Admittedly, the most exciting part of the Power Rangers franchise is the stunts. Those incredible jumps and seemingly gravity-defying backflips glue kids to the screen and make adults gasp with awe. How are these stunts planned? Have stunt performers much time to practice? Can you even rehearse wire stunts, and if so, how?
If there is one person who knows the answers to all these questions, that's Akihiro Yuji Noguchi, stunt choreographer and long-time Power Rangers 2nd Unit Director. Mr Noguchi is, in fact, the mastermind behind the incredible stunts seen in Power Rangers Dino Fury, available to stream now on Netflix (opens in new tab).
"It's essential to innovate by constantly incorporating new things", he said in a recent interview with T3, "Fostering stunt performers who can understand and implement such [stunts] will lead to the advancement of the Power Rangers franchise." What's the actual process of planning these innovative action sequences, though? Mr Noguchi has a 6-step process to ensure that all stunts are performed safely and effectively.
1. Get an overview based on the script
"If I have any doubts or want to clarify information, I will check while exchanging opinions with the director, producer, screenwriter, etc." says Akihiro Yuji Noguchi, "The stunts required for the scene may be written in the script in advance. Sometimes it isn't easy to convey the image with just the text, so it is essential to align on a vision for the episode through conversation."
2. Hunt for locations
"I will search for a location that suits the scene and check if it is suitable for action, such as seeing if it is possible to bring in a crane for doing wire stunts. I try to choose a location with a height difference. By doing so, the expression of the action becomes wider. For example, you can express the superhuman power of descending from a high place with a splendid technique or running up while fighting."
Sometimes, even in an ideal place for the whole scene, it can be challenging to do action, especially wire stunts. "It is difficult to bring in a crane for wire stunts. In such cases, it may be possible to perform wire stunts by setting wires on the pillars and beams without using a crane. Sometimes I have the assistant director arrange the schedule so that only wire stunt shots can be taken at different locations on different days", Mr Noguchi adds.
3. Take photos and videos
"I will take a video of the location and explain where and what kind of action I want to shoot or take a picture of a corner where the performers can do interesting actions and share it with them. By doing so, the performer can imagine the action they want to do there and can further expand during practice."
4. Draw the storyboards
"I will draw the storyboard to represent the flow of the scene and the development of the action", explains Mr Noguchi, "The storyboard I create is based on location scouting and allows the team to see what we need specifically. At this point, I will list things required for the shot, such as art and special effects, in the storyboard."

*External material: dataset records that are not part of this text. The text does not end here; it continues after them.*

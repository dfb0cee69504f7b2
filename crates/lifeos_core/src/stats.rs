//! Derived statistics over the entity collections.
//!
//! # Responsibility
//! - Compute daily snapshots, rolling series and the discipline index as
//!   pure functions; nothing here caches or mutates.
//!
//! # Invariants
//! - Every ratio is guarded: empty collections and zero goals yield 0,
//!   never NaN or infinity.
//! - Series recompute each day independently by a full scan; acceptable at
//!   personal-scale data volumes.

use crate::date::{is_on_day, last_n_days};
use crate::model::finance::FinanceSettings;
use crate::store::AppState;
use serde::Serialize;

/// All per-day aggregates a dashboard needs for one date.
#[derive(Debug, Clone, PartialEq, Serialize)]
pub struct DailySnapshot {
    pub date: String,
    pub habits_completed: usize,
    pub habits_total: usize,
    pub tasks_completed: usize,
    pub pomodoro_minutes: u32,
    pub water_ml: u32,
    pub sleep_minutes: u32,
    pub sleep_quality: u8,
    /// Average of the day's mood check-ins, 0 when there are none.
    pub mood: f64,
    pub energy: f64,
}

/// One point of a rolling series.
#[derive(Debug, Clone, PartialEq, Serialize)]
pub struct SeriesPoint {
    pub date: String,
    pub value: f64,
}

/// Monthly income split into the four allocation buckets, in currency.
#[derive(Debug, Clone, PartialEq, Serialize)]
pub struct FinanceAllocations {
    pub investment: f64,
    pub savings: f64,
    pub expenses: f64,
    pub emergency: f64,
}

/// Recomputes every aggregate for one calendar day from scratch.
pub fn daily_snapshot(state: &AppState, date: &str) -> DailySnapshot {
    let habits_completed = state
        .habits
        .iter()
        .filter(|habit| habit.completed_dates.contains(date))
        .count();

    let tasks_completed = tasks_completed_on(state, date);

    let pomodoro_minutes = state
        .pomodoro_sessions
        .iter()
        .filter(|session| session.counts_as_work() && is_on_day(&session.start_time, date))
        .map(|session| session.duration)
        .sum();

    let water_ml = water_on(state, date);

    let sleep = state.sleep_entries.iter().find(|entry| entry.date == date);

    let day_moods: Vec<_> = state
        .mood_entries
        .iter()
        .filter(|entry| entry.date == date)
        .collect();
    let mood_count = day_moods.len() as f64;
    let (mood, energy) = if day_moods.is_empty() {
        (0.0, 0.0)
    } else {
        (
            day_moods.iter().map(|m| f64::from(m.mood)).sum::<f64>() / mood_count,
            day_moods.iter().map(|m| f64::from(m.energy)).sum::<f64>() / mood_count,
        )
    };

    DailySnapshot {
        date: date.to_string(),
        habits_completed,
        habits_total: state.habits.len(),
        tasks_completed,
        pomodoro_minutes,
        water_ml,
        sleep_minutes: sleep.map_or(0, |entry| entry.duration),
        sleep_quality: sleep.map_or(0, |entry| entry.quality),
        mood,
        energy,
    }
}

/// Habit completion percentage (0-100) per day over the window ending at
/// `end` inclusive.
pub fn habit_series(state: &AppState, end: &str, days: u32) -> Vec<SeriesPoint> {
    last_n_days(end, days)
        .into_iter()
        .map(|date| {
            let value = if state.habits.is_empty() {
                0.0
            } else {
                let completed = state
                    .habits
                    .iter()
                    .filter(|habit| habit.completed_dates.contains(date.as_str()))
                    .count();
                completed as f64 / state.habits.len() as f64 * 100.0
            };
            SeriesPoint { date, value }
        })
        .collect()
}

/// Completed work-pomodoro minutes per day.
pub fn pomodoro_series(state: &AppState, end: &str, days: u32) -> Vec<SeriesPoint> {
    last_n_days(end, days)
        .into_iter()
        .map(|date| {
            let minutes: u32 = state
                .pomodoro_sessions
                .iter()
                .filter(|session| session.counts_as_work() && is_on_day(&session.start_time, &date))
                .map(|session| session.duration)
                .sum();
            SeriesPoint {
                date,
                value: f64::from(minutes),
            }
        })
        .collect()
}

/// Water millilitres per day.
pub fn water_series(state: &AppState, end: &str, days: u32) -> Vec<SeriesPoint> {
    last_n_days(end, days)
        .into_iter()
        .map(|date| {
            let total = water_on(state, &date);
            SeriesPoint {
                date,
                value: f64::from(total),
            }
        })
        .collect()
}

/// 28-day consistency heatmap scores.
///
/// Per day: `habit_ratio * 0.4 + min(1, tasks/5) * 0.3 + water_ratio * 0.3`
/// scaled to 0-100, where `water_ratio` is capped at 1.
pub fn consistency_series(state: &AppState, end: &str) -> Vec<SeriesPoint> {
    last_n_days(end, 28)
        .into_iter()
        .map(|date| {
            let habit_ratio = if state.habits.is_empty() {
                0.0
            } else {
                let completed = state
                    .habits
                    .iter()
                    .filter(|habit| habit.completed_dates.contains(date.as_str()))
                    .count();
                completed as f64 / state.habits.len() as f64
            };

            let task_ratio = (tasks_completed_on(state, &date) as f64 / 5.0).min(1.0);

            let water_ratio = if state.water_goal == 0 {
                0.0
            } else {
                (f64::from(water_on(state, &date)) / f64::from(state.water_goal)).min(1.0)
            };

            let score = (habit_ratio * 0.4 + task_ratio * 0.3 + water_ratio * 0.3) * 100.0;
            SeriesPoint {
                date,
                value: score.round(),
            }
        })
        .collect()
}

/// Composite 0-100 discipline score for one day.
///
/// Policy: sub-scores whose data source is absent are excluded from the
/// denominator entirely (they are not averaged in as zero). Included
/// sub-scores:
/// - habit completion percentage, when at least one habit exists;
/// - `min(100, tasks_completed_today * 25)`, when at least one task exists;
/// - water percentage capped at 100, always;
/// - `sleep_quality * 20`, when the day has a sleep entry.
///
/// An empty score set yields 0.
pub fn discipline_index(state: &AppState, date: &str) -> u32 {
    let mut scores: Vec<f64> = Vec::new();

    if !state.habits.is_empty() {
        let completed = state
            .habits
            .iter()
            .filter(|habit| habit.completed_dates.contains(date))
            .count();
        scores.push(completed as f64 / state.habits.len() as f64 * 100.0);
    }

    if !state.tasks.is_empty() {
        let completed = tasks_completed_on(state, date);
        scores.push((completed as f64 * 25.0).min(100.0));
    }

    let water_score = if state.water_goal == 0 {
        0.0
    } else {
        (f64::from(water_on(state, date)) / f64::from(state.water_goal) * 100.0).min(100.0)
    };
    scores.push(water_score);

    if let Some(sleep) = state.sleep_entries.iter().find(|entry| entry.date == date) {
        scores.push(f64::from(sleep.quality) * 20.0);
    }

    if scores.is_empty() {
        return 0;
    }
    (scores.iter().sum::<f64>() / scores.len() as f64).round() as u32
}

/// Splits monthly income across the four allocation buckets.
pub fn finance_allocations(settings: &FinanceSettings) -> FinanceAllocations {
    let bucket = |percent: f64| settings.monthly_income * percent / 100.0;
    FinanceAllocations {
        investment: bucket(settings.investment_percent),
        savings: bucket(settings.savings_percent),
        expenses: bucket(settings.expenses_percent),
        emergency: bucket(settings.emergency_percent),
    }
}

fn tasks_completed_on(state: &AppState, date: &str) -> usize {
    state
        .tasks
        .iter()
        .filter(|task| {
            task.completed_at
                .as_deref()
                .map(|at| is_on_day(at, date))
                .unwrap_or(false)
        })
        .count()
}

fn water_on(state: &AppState, date: &str) -> u32 {
    state
        .water_entries
        .iter()
        .filter(|entry| entry.date == date)
        .map(|entry| entry.amount)
        .sum()
}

"The shooting schedule of Power Rangers combines the contents of three episodes like a puzzle. In my case, a visually recognisable storyboard is very useful for instantly determining which scene is from which episode."
5. Update the stunt performers and ask them for their interpretation
"In some cases, I will give the stunt performers the opportunity to choreograph, keeping in mind the flow of the entire scene", Mr Noguchi says, "As for wire stunts, it is impossible to rehearse everything by the shooting date, so unless it is challenging, stunt performers must rehearse in their free time on the shooting date."

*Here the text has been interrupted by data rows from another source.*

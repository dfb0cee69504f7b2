//! ISO calendar helpers shared by the store and derived statistics.
//!
//! # Responsibility
//! - Parse and generate `YYYY-MM-DD` day keys.
//! - Derive sleep duration from wall-clock times with overnight wraparound.
//!
//! # Invariants
//! - Malformed input never panics; helpers degrade to empty/zero results.

use chrono::{Days, NaiveDate};

const DATE_FORMAT: &str = "%Y-%m-%d";

/// Returns the calendar-day prefix of an ISO timestamp.
///
/// Timestamps shorter than a full date are returned unchanged, so the result
/// can always be compared against day keys without panicking.
pub fn day_of(timestamp: &str) -> &str {
    timestamp.get(..10).unwrap_or(timestamp)
}

/// Returns whether the given ISO timestamp falls on the given calendar day.
pub fn is_on_day(timestamp: &str, date: &str) -> bool {
    day_of(timestamp) == date
}

/// Returns the `n` calendar days ending at `end` inclusive, oldest first.
///
/// Returns an empty vector when `end` is not a valid ISO date.
pub fn last_n_days(end: &str, n: u32) -> Vec<String> {
    let Ok(end) = NaiveDate::parse_from_str(end, DATE_FORMAT) else {
        return Vec::new();
    };

    (0..n)
        .rev()
        .filter_map(|offset| end.checked_sub_days(Days::new(u64::from(offset))))
        .map(|day| day.format(DATE_FORMAT).to_string())
        .collect()
}

/// Computes sleep duration in minutes from `HH:MM` bed and wake times.
///
/// A wake time earlier than the bed time means the night wrapped past
/// midnight, so a full day is added. Malformed times yield 0.
pub fn sleep_duration_minutes(bed_time: &str, wake_time: &str) -> u32 {
    let (Some(bed), Some(wake)) = (minutes_of_day(bed_time), minutes_of_day(wake_time)) else {
        return 0;
    };

    if wake >= bed {
        wake - bed
    } else {
        wake + 24 * 60 - bed
    }
}

fn minutes_of_day(value: &str) -> Option<u32> {
    let (hours, minutes) = value.split_once(':')?;
    let hours: u32 = hours.parse().ok()?;
    let minutes: u32 = minutes.parse().ok()?;
    if hours > 23 || minutes > 59 {
        return None;
    }
    Some(hours * 60 + minutes)
}

#[cfg(test)]
mod tests {
    use super::{day_of, is_on_day, last_n_days, sleep_duration_minutes};

    #[test]
    fn day_of_takes_timestamp_prefix() {
        assert_eq!(day_of("2024-01-01T08:30:00Z"), "2024-01-01");
        assert_eq!(day_of("2024-01-01"), "2024-01-01");
        assert_eq!(day_of("bad"), "bad");
    }

    #[test]
    fn is_on_day_matches_prefix() {
        assert!(is_on_day("2024-01-01T23:59:59Z", "2024-01-01"));
        assert!(!is_on_day("2024-01-02T00:00:00Z", "2024-01-01"));
    }

    #[test]
    fn last_n_days_is_oldest_first_and_inclusive() {
        let days = last_n_days("2024-03-02", 3);
        assert_eq!(days, vec!["2024-02-29", "2024-03-01", "2024-03-02"]);
    }

    #[test]
    fn last_n_days_rejects_malformed_end() {
        assert!(last_n_days("not-a-date", 7).is_empty());
    }

    #[test]
    fn sleep_duration_same_day() {
        assert_eq!(sleep_duration_minutes("13:00", "14:30"), 90);
    }

    #[test]
    fn sleep_duration_wraps_past_midnight() {
        assert_eq!(sleep_duration_minutes("23:00", "07:00"), 8 * 60);
    }

    #[test]
    fn sleep_duration_malformed_is_zero() {
        assert_eq!(sleep_duration_minutes("25:00", "07:00"), 0);
        assert_eq!(sleep_duration_minutes("2300", "07:00"), 0);
    }
}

"They must complete wire stunts in a short amount of time, from rehearsal to principal photography. The cast also practices the action with the stuntman in the actors’ free time."
6. Examine whether the action scene fits my vision and holds the theme
"Performers can show me the videos they took of their choreography or show me directly. I'll judge and adjust whether it's in line with the scene's theme", Mr Noguchi explains, "I also try to watch action movies, dance videos, music videos, etc., regardless of genre, to always keep new ideas in stock. Above all, I often watch Hong Kong action movies from the 1980s to the 1990s because they are packed with various ideas."